Output exactly the lines below, starting with the line that has "below.push(value);" and going on through the line that has "a failure here", both included, and no other lines.

START SUPPLIED RECORDS

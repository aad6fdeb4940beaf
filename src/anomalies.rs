//! Anomaly summaries: counts, baseline comparison, peak day, group
//! classification, and same-day co-occurrence in related KPIs.

use crate::catalog;
use crate::dataset::{
    date_at, f64_at, str_at, KpiStore, RowFilter, ANOMALY_VALUE_COL, DATE_COL, KPI_NAME_COL,
};
use crate::error::{KpiError, Result};
use chrono::NaiveDate;
use polars::prelude::*;
use std::collections::HashSet;
use tracing::{info, warn};

/// Filters for one anomaly summary. Date bounds default to the dataset's
/// labeled window when unset.
#[derive(Debug, Clone)]
pub struct AnomalyQuery {
    pub kpi_name: String,
    pub site_id: Option<String>,
    pub sector_id: Option<String>,
    pub start_date: Option<NaiveDate>,
    pub end_date: Option<NaiveDate>,
}

impl AnomalyQuery {
    pub fn new(kpi_name: impl Into<String>) -> Self {
        Self {
            kpi_name: kpi_name.into(),
            site_id: None,
            sector_id: None,
            start_date: None,
            end_date: None,
        }
    }
}

fn default_window() -> (NaiveDate, NaiveDate) {
    (
        NaiveDate::from_ymd_opt(2024, 1, 1).expect("valid date"),
        NaiveDate::from_ymd_opt(2024, 2, 29).expect("valid date"),
    )
}

pub struct AnomalyReporter {
    store: KpiStore,
}

impl AnomalyReporter {
    pub fn new(store: KpiStore) -> Self {
        Self { store }
    }

    pub fn summarize(&self, query: &AnomalyQuery) -> Result<String> {
        let kpi = query.kpi_name.as_str();
        let (default_start, default_end) = default_window();
        let start = query.start_date.unwrap_or(default_start);
        let end = query.end_date.unwrap_or(default_end);

        // anomaly rows for this KPI, then entity filters, then the window
        let anomalies = self.store.load_anomalies()?;
        let for_kpi = anomalies
            .lazy()
            .filter(col(KPI_NAME_COL).eq(lit(kpi.to_string())))
            .collect()?;
        let filtered = RowFilter {
            site_id: query.site_id.clone(),
            sector_id: query.sector_id.clone(),
            start_date: Some(start),
            end_date: Some(end),
            ..Default::default()
        }
        .apply(for_kpi)?;

        let peak_note = peak_day_note(&filtered, kpi)?;

        if filtered.height() == 0 {
            info!(kpi, "no anomaly rows after filtering");
            return Ok(format!(
                "No anomaly data found for `{kpi}` with given filters."
            ));
        }

        // baseline mean over the same population of the measurement table
        let measurements = self.store.load_measurements()?;
        let base = RowFilter {
            site_id: query.site_id.clone(),
            sector_id: query.sector_id.clone(),
            start_date: Some(start),
            end_date: Some(end),
            required: vec![kpi.to_string()],
        }
        .apply(measurements)?;
        if base.height() == 0 {
            info!(kpi, "no base rows to compare against");
            return Ok("No base KPI data found to compare anomalies.".to_string());
        }
        let baseline = base
            .column(kpi)?
            .f64()?
            .mean()
            .ok_or_else(|| KpiError::Numerical("baseline mean unavailable".to_string()))?;

        // partition anomaly readings around the baseline
        let values_col = filtered.column(ANOMALY_VALUE_COL)?;
        let mut above = Vec::new();
        let mut below = Vec::new();
        for idx in 0..filtered.height() {
            if let Some(value) = f64_at(values_col, idx) {
                if value > baseline {
                    above.push(value);
                } else {
                    below.push(value);
                }
            }
        }
        let anomaly_count = above.len() + below.len();
        let avg_above = mean_of(&above);
        let avg_below = mean_of(&below);

        let (group_label, members): (&str, &[&str]) = match catalog::group_of(kpi) {
            Some(group) => (group.label(), group.members()),
            None => ("Unknown", &[]),
        };

        // same-day anomalies in the other KPIs of the group; a failure here
        // degrades to an empty section instead of losing the whole report
        let main_dates = anomaly_dates(&filtered);
        let related = match self.co_occurring(kpi, members, query, &main_dates) {
            Ok(counts) => counts,
            Err(e) => {
                warn!(kpi, error = %e, "co-occurrence lookup failed");
                Vec::new()
            }
        };
        let related_summary = if related.is_empty() {
            String::new()
        } else {
            let mut text = format!(
                "On the same days, anomalies also occurred in other KPIs which may relate to anomalies in `{kpi}`:\n"
            );
            for (name, count) in &related {
                text.push_str(&format!("- `{name}`: {count} times\n"));
            }
            text
        };

        info!(kpi, anomaly_count, baseline, "anomaly summary computed");

        Ok(format!(
            "**Anomaly Summary for KPI: `{kpi}`**\n\n\
             **Date Range Analyzed**: {start} to {end}\n\n\
             **Key Statistics**:\n\
             - Total anomalies detected: **{anomaly_count}**\n\
             - Baseline average of `{kpi}`: **{baseline:.2}**\n\
             - Avg anomaly value **above** baseline: **{above}**\n\
             - Avg anomaly value **below** baseline: **{below}**\n\n\
             **KPI Group Classification**:\n\
             - Group: **{group_label}**\n\
             - Related KPIs: {members}\n\n\
             **Peak Anomaly Info**:\n\
             {peak_note}\
             **Co-occurring Anomalies**:\n\
             {related_summary}\n\
             - Use this summary of `{kpi}` trends, anomaly patterns and relationships to answer with details.\n\
             - If asked **why** anomalies occurred, avoid speculative causes; cite the co-occurring KPI counts above as evidence.\n",
            above = fmt_partition_mean(avg_above),
            below = fmt_partition_mean(avg_below),
            members = members.join(", "),
        ))
    }

    /// Count anomalies of the other same-group KPIs on the given dates,
    /// filtered by entity only (not by the query window).
    fn co_occurring(
        &self,
        kpi: &str,
        members: &[&str],
        query: &AnomalyQuery,
        dates: &HashSet<NaiveDate>,
    ) -> Result<Vec<(String, usize)>> {
        if members.is_empty() || dates.is_empty() {
            return Ok(Vec::new());
        }
        let df = self.store.load_anomalies()?;
        let entity_only = RowFilter {
            site_id: query.site_id.clone(),
            sector_id: query.sector_id.clone(),
            ..Default::default()
        }
        .apply(df)?;

        let mut counts: Vec<(String, usize)> = members
            .iter()
            .copied()
            .filter(|member| *member != kpi)
            .map(|member| (member.to_string(), 0usize))
            .collect();
        let kpi_col = entity_only.column(KPI_NAME_COL)?;
        let date_col = entity_only.column(DATE_COL)?;
        for idx in 0..entity_only.height() {
            let name = match str_at(kpi_col, idx) {
                Some(name) => name,
                None => continue,
            };
            let day = match date_at(date_col, idx) {
                Some(day) => day,
                None => continue,
            };
            if !dates.contains(&day) {
                continue;
            }
            if let Some(entry) = counts.iter_mut().find(|(member, _)| *member == name) {
                entry.1 += 1;
            }
        }
        counts.retain(|(_, count)| *count > 0);
        Ok(counts)
    }
}

/// Note naming the day with the most anomaly rows, empty when no dated rows
/// remain. Ties resolve to the first date in row order.
fn peak_day_note(filtered: &DataFrame, kpi: &str) -> Result<String> {
    if filtered.height() == 0 {
        return Ok(String::new());
    }
    let dates = filtered.column(DATE_COL)?;
    let mut daily_counts: Vec<(NaiveDate, usize)> = Vec::new();
    for idx in 0..filtered.height() {
        if let Some(day) = date_at(dates, idx) {
            match daily_counts.iter().position(|(seen, _)| *seen == day) {
                Some(pos) => daily_counts[pos].1 += 1,
                None => daily_counts.push((day, 1)),
            }
        }
    }
    let mut peak: Option<(NaiveDate, usize)> = None;
    for (day, count) in daily_counts {
        let take = match peak {
            None => true,
            Some((_, best)) => count > best,
        };
        if take {
            peak = Some((day, count));
        }
    }
    Ok(match peak {
        Some((day, count)) => format!(
            "Most anomalies for `{kpi}` occurred on **{day}** with **{count} anomalies**.\n\n"
        ),
        None => String::new(),
    })
}

fn anomaly_dates(filtered: &DataFrame) -> HashSet<NaiveDate> {
    let mut dates = HashSet::new();
    if let Ok(series) = filtered.column(DATE_COL) {
        for idx in 0..filtered.height() {
            if let Some(day) = date_at(series, idx) {
                dates.insert(day);
            }
        }
    }
    dates
}

fn mean_of(values: &[f64]) -> Option<f64> {
    if values.is_empty() {
        return None;
    }
    Some(values.iter().sum::<f64>() / values.len() as f64)
}

/// Empty partitions surface as "None" in the report, never as zero.
fn fmt_partition_mean(value: Option<f64>) -> String {
    match value {
        Some(v) => format!("{v:.2}"),
        None => "None".to_string(),
    }
}

#[cfg(test)]
mod tests {
    use super::*;

    #[test]
    fn mean_of_empty_partition_is_absent() {
        assert_eq!(mean_of(&[]), None);
        assert_eq!(mean_of(&[2.0, 4.0]), Some(3.0));
        assert_eq!(fmt_partition_mean(None), "None");
        assert_eq!(fmt_partition_mean(Some(1.256)), "1.26");
    }

    #[test]
    fn default_window_matches_dataset_labels() {
        let (start, end) = default_window();
        assert_eq!(start.to_string(), "2024-01-01");
        assert_eq!(end.to_string(), "2024-02-29");
    }
}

END SUPPLIED RECORDS

● SOLUTION TO THIS TASK:
                    below.push(value);
                }
            }
        }
        let anomaly_count = above.len() + below.len();
        let avg_above = mean_of(&above);
        let avg_below = mean_of(&below);

        let (group_label, members): (&str, &[&str]) = match catalog::group_of(kpi) {
            Some(group) => (group.label(), group.members()),
            None => ("Unknown", &[]),
        };

        // same-day anomalies in the other KPIs of the group; a failure here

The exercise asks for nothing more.